// SPDX-License-Identifier: AGPL-3.0-only
// Copyright (C) 2024 Jonathan Lee
// This program is free software: you can redistribute it and/or modify
// it under the terms of the GNU Affero General Public License version 3
// as published by the Free Software Foundation.
// This program is distributed in the hope that it will be useful,
// but WITHOUT ANY WARRANTY; without even the implied warranty of
// MERCHANTABILITY or FITNESS FOR A PARTICULAR PURPOSE.
// See the GNU Affero General Public License for more details.
// You should have received a copy of the GNU Affero General Public License
// along with this program. If not, see https://www.gnu.org/licenses/.

use super::layout::{format_tick, nice_ticks, LinearAxis, Margins};
use super::palette::{label_color, CountRange, Rgb};
use super::surface::{Fill, HAlign, LabelStyle, PixelRect, Rotation, Surface, VAlign};
use super::ChartTheme;
use crate::aggregate::FieldDistribution;
use crate::error::RenderResult;

pub const STACKED_SIZE: (u32, u32) = (1800, 900);
const MARGINS: Margins = Margins {
    left: 300,
    right: 40,
    top: 30,
    bottom: 130,
};
const BAR_FILL_RATIO: f64 = 0.8;
const X_CAPTION: &str = "Number of Datasets";

/// One horizontal bar per field, segments in the order of each
/// distribution's counts.
pub fn draw_stacked_distribution<S: Surface + ?Sized>(
    surface: &mut S,
    distributions: &[FieldDistribution],
    theme: &ChartTheme,
) -> RenderResult<()> {
    let area = MARGINS.plot_area(surface.size());
    let range = CountRange::from_counts(
        distributions
            .iter()
            .flat_map(|distribution| distribution.counts.iter().map(|(_, count)| count)),
    );
    let max_total = distributions
        .iter()
        .map(|distribution| distribution.counts.total())
        .max()
        .unwrap_or(0)
        .max(1);
    let x = LinearAxis::new(0.0, max_total as f64, area.left, area.right);

    let tick_style = LabelStyle::centered(theme.tick_font, theme.text_color)
        .aligned(HAlign::Center, VAlign::Top);
    for tick in nice_ticks(0.0, max_total as f64, 8) {
        let px = x.map(tick);
        surface.dashed_line((px, area.top), (px, area.bottom), theme.grid, theme.grid_dash)?;
        surface.text(&format_tick(tick), (px, area.bottom + 12), &tick_style)?;
    }
    surface.polyline(
        &[(area.left, area.bottom), (area.right, area.bottom)],
        theme.axis,
    )?;
    surface.text(
        X_CAPTION,
        ((area.left + area.right) / 2, area.bottom + 12 + theme.tick_font as i32 + 24),
        &LabelStyle::centered(theme.caption_font, theme.text_color)
            .aligned(HAlign::Center, VAlign::Top),
    )?;

    let band = f64::from(area.height()) / distributions.len().max(1) as f64;
    let name_style = LabelStyle::centered(theme.tick_font, theme.text_color)
        .aligned(HAlign::Right, VAlign::Middle);
    for (row, distribution) in distributions.iter().enumerate() {
        let center = f64::from(area.top) + band * (row as f64 + 0.5);
        let half = band * BAR_FILL_RATIO / 2.0;
        let (top, bottom) = ((center - half).round() as i32, (center + half).round() as i32);
        surface.text(
            distribution.field.column(),
            (area.left - 14, center.round() as i32),
            &name_style,
        )?;
        let mut offset = 0usize;
        for (label, count) in distribution.counts.iter() {
            let rect = PixelRect {
                left: x.map(offset as f64),
                top,
                right: x.map((offset + count) as f64),
                bottom,
            };
            let color = theme
                .scale
                .color(range.map_or(0.5, |range| range.normalize(count)));
            surface.fill_rect(rect, Fill::translucent(color, theme.segment_opacity))?;
            surface.stroke_rect(rect, theme.segment_edge)?;
            if count >= theme.label_min_count {
                draw_segment_label(surface, rect, label, count, label_color(color), theme)?;
            }
            offset += count;
        }
    }
    Ok(())
}

/// Category name with the count on a second line.
fn draw_segment_label<S: Surface + ?Sized>(
    surface: &mut S,
    rect: PixelRect,
    label: &str,
    count: usize,
    color: Rgb,
    theme: &ChartTheme,
) -> RenderResult<()> {
    let rotation = if count <= theme.rotate_at_or_below {
        Rotation::Quarter
    } else {
        Rotation::None
    };
    let (cx, cy) = rect.center();
    let offset = theme.label_font as i32 * 6 / 10;
    let (first, second) = match rotation {
        Rotation::None => ((cx, cy - offset), (cx, cy + offset)),
        Rotation::Quarter => ((cx - offset, cy), (cx + offset, cy)),
    };
    let style = LabelStyle::centered(theme.label_font, color).rotated(rotation);
    surface.text(label, first, &style)?;
    surface.text(&format!("({count})"), second, &style)
}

◆ What the task requires:
Some lines above contain the word "super". Copy each of them.

◆ Written reply:
use super::layout::{format_tick, nice_ticks, LinearAxis, Margins};
use super::palette::{label_color, CountRange, Rgb};
use super::surface::{Fill, HAlign, LabelStyle, PixelRect, Rotation, Surface, VAlign};
use super::ChartTheme;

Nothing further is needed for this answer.